Resympathectomy for palmar and axillary hyperhidrosis

1998 
Background The aim was to analyse patterns of failure or symptom recurrence after primary sympathectomy for palmar or axillary hyperhidrosis, and to carry out tactical problem-solving for resympathectomy and review the operative findings. Methods Over a 2-year period, 20 patients (six men and 14 women) underwent resympathectomy for palmar hyperhidrosis (13 patients, 20 sides) or axillary hyperhidrosis (seven patients, ten sides). T2-3 sympathectomy for palmar hyperhidrosis or T4-5 sympathectomy for axillary hyperhidrosis was performed during the repeat procedure. Criteria for evaluation by means of patient questionnaire included good (more than 80 per cent), fair (50-80 per cent) and poor (less than 50 per cent) improvement. Results Operative findings included inadequate sympathectomy on 19 sides, nerve regeneration on eight sides and no evidence of previous sympathectomy on three sides.

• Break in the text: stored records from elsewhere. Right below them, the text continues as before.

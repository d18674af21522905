//! Job queue contract and an in-memory queue with optional file persistence.
//!
//! The queue stores [`JobState`] between steps. A worker takes the oldest
//! queued job, runs one step and writes the new state back.

use std::fs;
use std::path::{Path, PathBuf};

use chrono::{DateTime, Utc};
use indexmap::IndexMap;
use parking_lot::Mutex;
use serde::{Deserialize, Serialize};
use tracing::debug;

use crate::error::JobError;
use crate::state::JobState;

#[derive(Debug, Clone, Copy, PartialEq, Eq, Serialize, Deserialize)]
#[serde(rename_all = "snake_case")]
pub enum QueueStatus {
    /// Waiting for its next step
    Queued,
    Completed,
    Failed,
}

/// A job as held by the queue.
#[derive(Debug, Clone, PartialEq, Serialize, Deserialize)]
pub struct QueuedJob {
    pub state: JobState,
    pub status: QueueStatus,
    /// Failed attempts at the current step
    #[serde(default)]
    pub attempts: u32,
    #[serde(default)]
    pub last_error: Option<String>,
    #[serde(with = "chrono::serde::ts_milliseconds")]
    pub updated_at: DateTime<Utc>,
}

impl QueuedJob {
    pub fn new(state: JobState) -> Self {
        let status = if state.complete {
            QueueStatus::Completed
        } else {
            QueueStatus::Queued
        };
        Self {
            state,
            status,
            attempts: 0,
            last_error: None,
            updated_at: Utc::now(),
        }
    }

    pub fn id(&self) -> &str {
        self.state.id()
    }
}

/// Storage for queued jobs.
pub trait JobQueue: Send + Sync {
    /// Add a job; returns its id.
    fn enqueue(&self, state: JobState) -> Result<String, JobError>;

    /// Oldest job still queued.
    fn next_ready(&self) -> Result<Option<QueuedJob>, JobError>;

    /// Replace a job's entry.
    fn update(&self, job: QueuedJob) -> Result<(), JobError>;

    fn get(&self, id: &str) -> Result<Option<QueuedJob>, JobError>;

    /// Every job in enqueue order.
    fn list(&self) -> Result<Vec<QueuedJob>, JobError>;
}

/// FIFO queue held in memory, optionally mirrored to a JSON file after
/// every change.
#[derive(Default)]
pub struct MemoryJobQueue {
    jobs: Mutex<IndexMap<String, QueuedJob>>,
    path: Option<PathBuf>,
}

impl MemoryJobQueue {
    pub fn new() -> Self {
        Self::default()
    }

    /// Queue persisted at `path`, loading existing entries if the file exists.
    pub fn open(path: impl AsRef<Path>) -> Result<Self, JobError> {
        let path = path.as_ref().to_path_buf();
        let mut jobs = IndexMap::new();
        if path.exists() {
            let bytes = fs::read(&path).map_err(|e| JobError::Queue(e.to_string()))?;
            let stored: Vec<QueuedJob> = serde_json::from_slice(&bytes)?;
            for job in stored {
                jobs.insert(job.id().to_string(), job);
            }
            debug!(path = %path.display(), jobs = jobs.len(), "Loaded job queue");
        }
        Ok(Self {
            jobs: Mutex::new(jobs),
            path: Some(path),
        })
    }

    pub fn len(&self) -> usize {
        self.jobs.lock().len()
    }

    pub fn is_empty(&self) -> bool {
        self.jobs.lock().is_empty()
    }

    fn persist(&self, jobs: &IndexMap<String, QueuedJob>) -> Result<(), JobError> {
        let Some(path) = &self.path else {
            return Ok(());
        };
        let entries: Vec<&QueuedJob> = jobs.values().collect();
        let bytes = serde_json::to_vec_pretty(&entries)?;
        let tmp = path.with_extension("tmp");
        fs::write(&tmp, bytes).map_err(|e| JobError::Queue(e.to_string()))?;
        fs::rename(&tmp, path).map_err(|e| JobError::Queue(e.to_string()))?;
        Ok(())
    }
}

impl JobQueue for MemoryJobQueue {
    fn enqueue(&self, state: JobState) -> Result<String, JobError> {
        let mut jobs = self.jobs.lock();
        let id = state.id().to_string();
        if jobs.contains_key(&id) {
            return Err(JobError::Queue(format!("job {} is already queued", id)));
        }
        jobs.insert(id.clone(), QueuedJob::new(state));
        self.persist(&jobs)?;
        debug!(job = %id, "Enqueued job");
        Ok(id)
    }

    fn next_ready(&self) -> Result<Option<QueuedJob>, JobError> {
        Ok(self
            .jobs
            .lock()
            .values()
            .find(|j| j.status == QueueStatus::Queued)
            .cloned())
    }

    fn update(&self, mut job: QueuedJob) -> Result<(), JobError> {
        let mut jobs = self.jobs.lock();
        let Some(entry) = jobs.get_mut(job.id()) else {
            return Err(JobError::JobNotFound(job.id().to_string()));
        };
        job.updated_at = Utc::now();
        *entry = job;
        self.persist(&jobs)
    }

    fn get(&self, id: &str) -> Result<Option<QueuedJob>, JobError> {
        Ok(self.jobs.lock().get(id).cloned())
    }

    fn list(&self) -> Result<Vec<QueuedJob>, JobError> {
        Ok(self.jobs.lock().values().cloned().collect())
    }
}

#[cfg(test)]
mod tests {
    use super::*;
    use crate::state::{JobHeader, JobPayload};
    use tempfile::TempDir;

    fn clear_state(index: &str) -> JobState {
        JobState::new(
            JobHeader::new(10),
            JobPayload::ClearIndex {
                index: index.to_string(),
                max_attempts: None,
                attempts_made: 0,
            },
            false,
        )
    }

    #[test]
    fn test_fifo_order() {
        let queue = MemoryJobQueue::new();
        let first = queue.enqueue(clear_state("a")).unwrap();
        let second = queue.enqueue(clear_state("b")).unwrap();

        assert_eq!(queue.next_ready().unwrap().unwrap().id(), first);

        let mut job = queue.get(&first).unwrap().unwrap();
        job.status = QueueStatus::Completed;
        queue.update(job).unwrap();
        assert_eq!(queue.next_ready().unwrap().unwrap().id(), second);
        assert_eq!(queue.len(), 2);
    }

    #[test]
    fn test_duplicate_enqueue_rejected() {
        let queue = MemoryJobQueue::new();
        let state = clear_state("a");
        queue.enqueue(state.clone()).unwrap();
        assert!(matches!(queue.enqueue(state), Err(JobError::Queue(_))));
    }

    #[test]
    fn test_update_unknown_job() {
        let queue = MemoryJobQueue::new();
        let job = QueuedJob::new(clear_state("a"));
        assert!(matches!(queue.update(job), Err(JobError::JobNotFound(_))));
    }

    #[test]
    fn test_completed_state_is_not_ready() {
        let queue = MemoryJobQueue::new();
        let mut state = clear_state("a");
        state.complete = true;
        queue.enqueue(state).unwrap();
        assert!(queue.next_ready().unwrap().is_none());
    }

    #[test]
    fn test_persists_across_reopen() {
        let dir = TempDir::new().unwrap();
        let path = dir.path().join("queue.json");

        let id = {
            let queue = MemoryJobQueue::open(&path).unwrap();
            let id = queue.enqueue(clear_state("main")).unwrap();
            let mut job = queue.get(&id).unwrap().unwrap();
            job.attempts = 2;
            job.last_error = Some("timeout".to_string());
            queue.update(job).unwrap();
            id
        };

        let reopened = MemoryJobQueue::open(&path).unwrap();
        let job = reopened.get(&id).unwrap().unwrap();
        assert_eq!(job.attempts, 2);
        assert_eq!(job.last_error.as_deref(), Some("timeout"));
        assert_eq!(job.status, QueueStatus::Queued);
        assert_eq!(job.state.payload.kind(), "clear_index");
    }
}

One patient had Kuntz fibre in addition to inadequate sympathectomy. In the palmar hyperhidrosis group, good results were obtained in all 13 patients on all 20 sides after resympathectomy. In the axillary hyperhidrosis group, six of seven patients, or eight of ten sides, showed good results after resympathectomy. Conclusion The main cause of primary sympathectomy failure was inadequate surgery, and recurrence of palmar or axillary hyperhidrosis was seldom caused by nerve regeneration. The key factor for preventing failed sympathectomy or recurrent palmar or axillary hyperhidrosis is a first-time sympathectomy that is both accurate and adequate. Most patients with recurrent symptoms can be cured by resympathectomy.